Maybe you have some ninja skills at dealing with toxic behaviour because you grew up around it and it looks normal to you.
Maybe you’re scared to be alone.
Maybe you see someone’s potential even if they are not living up to it, with you.
Maybe you had to win your mom or dad’s love and you are still fighting for it with crushes you have to chase.
Whatever it is that has you waiting and hoping but not speaking up you’re going to need some compassion for that.
Not a bully who comes in like a wrecking ball telling you that you don’t respect yourself.
And that is what this value conversation has turned into.
Kinda like toxic positivity.
Toxic valuation.
Value junkies!
WEHEHELL. NOT ON MY WATCH!
NOT what I am here to teach you.
I have a radically different idea.
What if instead of putting all of your focus into being tougher, and not putting up with shit which will leave you in a never ending mire of mistrust and negotiating with what is and isn’t acceptable behaviour, INSTEAD we work on building you up and healing your wounds and undoing your patterns so that you actually feel SAFE within yourself.
So that you can afford to invest and take risks and experience uncertainty without feeling knocked off your center, or defined by someone else’s sticky points. So that you can be an ally to yourself and to them? So that if and when you kick ‘em to the proverbial curb you do it lovingly, based on what is healthy for you and with the knowledge in your heart, bones, soul and other cliches that you gave your best you, you honoured that spark, that connection, the adorable way they toss their hair, AND the whole time you didn’t have to feel unglued and messy because you weren’t being interviewed by the superior dating society for their hall of fame. No there isn’t one.
It’s called emotional safety.
Also, here is a super important factoid to keep in mind.
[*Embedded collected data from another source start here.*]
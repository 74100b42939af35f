//! One calendar date worth of tasks, kept sorted and overlap free.

use jiff::civil::Date;
use serde::{Deserialize, Serialize};

use super::{Category, Task, TaskStatus};
use crate::{
    error::{Result, ScheduleError},
    time::{overlaps, to_minutes},
};

/// Tasks of a single date ordered by start time.
///
/// Only `scheduled` tasks take part in overlap checks; cancelled and
/// postponed entries stay in the list for history and statistics.
#[derive(Debug, Clone, PartialEq)]
pub struct Day {
    date: Date,
    tasks: Vec<Task>,
}

/// Per-day totals produced by [`Day::compute_stats`].
#[derive(Debug, Clone, Copy, Default, PartialEq, Eq, Serialize, Deserialize)]
pub struct DayStats {
    /// Minutes of scheduled deep work
    pub deep_minutes: u32,
    /// Minutes of scheduled shallow work
    pub shallow_minutes: u32,
    /// Number of cancelled tasks
    pub cancelled: u32,
    /// Number of postponed tasks
    pub postponed: u32,
    /// Minutes of scheduled deep work inside the peak window, when one was given
    #[serde(default, skip_serializing_if = "Option::is_none")]
    pub peak_deep_minutes: Option<u32>,
}

impl DayStats {
    pub fn total_minutes(&self) -> u32 {
        self.deep_minutes + self.shallow_minutes
    }

    /// Adds another day's numbers into this one.
    pub fn accumulate(&mut self, other: &DayStats) {
        self.deep_minutes += other.deep_minutes;
        self.shallow_minutes += other.shallow_minutes;
        self.cancelled += other.cancelled;
        self.postponed += other.postponed;
        self.peak_deep_minutes = match (self.peak_deep_minutes, other.peak_deep_minutes) {
            (None, None) => None,
            (a, b) => Some(a.unwrap_or(0) + b.unwrap_or(0)),
        };
    }
}

/// Inclusive-exclusive `HH:MM` bounds of the configured peak hours.
#[derive(Debug, Clone, PartialEq, Eq, Serialize, Deserialize)]
pub struct PeakHours {
    pub start: String,
    pub end: String,
}

impl Day {
    /// Creates an empty day.
    pub fn new(date: Date) -> Self {
        Self {
            date,
            tasks: Vec::new(),
        }
    }

    pub fn date(&self) -> Date {
        self.date
    }

    pub fn tasks(&self) -> &[Task] {
        &self.tasks
    }

    pub fn len(&self) -> usize {
        self.tasks.len()
    }

    pub fn is_empty(&self) -> bool {
        self.tasks.is_empty()
    }

    pub fn get(&self, id: u64) -> Option<&Task> {
        self.tasks.iter().find(|t| t.id == id)
    }

    /// Scheduled tasks in start order.
    pub fn scheduled(&self) -> impl Iterator<Item = &Task> {
        self.tasks.iter().filter(|t| t.is_scheduled())
    }

    /// Adds a task, keeping the list sorted by start time.
    ///
    /// Passing `None` does nothing. A scheduled task that overlaps another
    /// scheduled task is rejected and the day is left untouched.
    pub fn insert(&mut self, task: impl Into<Option<Task>>) -> Result<()> {
        let Some(task) = task.into() else {
            return Ok(());
        };

        if task.scheduled_date != self.date {
            return Err(ScheduleError::invalid_input("scheduled_date").with_reason(format!(
                "task '{}' is dated {} but this day is {}",
                task.description, task.scheduled_date, self.date
            )));
        }

        if task.is_scheduled() {
            if let Some(existing) = self.scheduled().find(|t| t.overlaps(&task)) {
                return Err(task.overlap_error(existing));
            }
        }

        self.tasks.push(task);
        // stable: equal starts keep insertion order
        self.tasks.sort_by_key(Task::start_minutes);
        Ok(())
    }

    /// First scheduled task, in start order, overlapping `[start, end)`.
    pub fn find_overlap(&self, start: &str, end: &str) -> Option<&Task> {
        let (start, end) = (to_minutes(start), to_minutes(end));
        self.scheduled()
            .find(|t| overlaps(start, end, t.start_minutes(), t.end_minutes()))
    }

    /// Removes and returns the task with `id`.
    pub fn remove_by_id(&mut self, id: u64) -> Option<Task> {
        let index = self.tasks.iter().position(|t| t.id == id)?;
        Some(self.tasks.remove(index))
    }

    /// Folds all tasks into minute and status counters.
    pub fn compute_stats(&self, peak: Option<&PeakHours>) -> DayStats {
        let peak_bounds = peak.map(|p| (to_minutes(&p.start), to_minutes(&p.end)));
        let mut stats = DayStats {
            peak_deep_minutes: peak_bounds.map(|_| 0),
            ..DayStats::default()
        };

        for task in &self.tasks {
            match task.status {
                TaskStatus::Cancelled => stats.cancelled += 1,
                TaskStatus::Postponed => stats.postponed += 1,
                TaskStatus::Scheduled => {
                    let minutes = task.duration_minutes();
                    match task.category {
                        Category::Deep => {
                            stats.deep_minutes += minutes;
                            if let (Some((peak_start, peak_end)), Some(total)) =
                                (peak_bounds, stats.peak_deep_minutes.as_mut())
                            {
                                let from = task.start_minutes().max(peak_start);
                                let to = task.end_minutes().min(peak_end);
                                *total += to.saturating_sub(from);
                            }
                        }
                        Category::Shallow => stats.shallow_minutes += minutes,
                    }
                }
            }
        }

        stats
    }
}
No one who is not you, who doesn’t have their heart and loins and crush factor in your game is going to get it. They can’t get it. Even if they’ve been through it, they won’t GET IT. They don’t see what you see or feel what you feel. Their view is bereft of love magic.
Anything short of Hey I respect you as a grown ass human to make your own amazing decisions or a compassionate I know it can be hard how can I help is not gonna pass muster.
Unsubscribe from the interrogation already.
Stop damning yourself for liking someone even though they may not have cured world hunger in your name or saved a kitten from a burning tree to impress you.
I have faith that we can figure it out together.
You don’t need to prove your value to me.
I’ve been hooked on you for a while.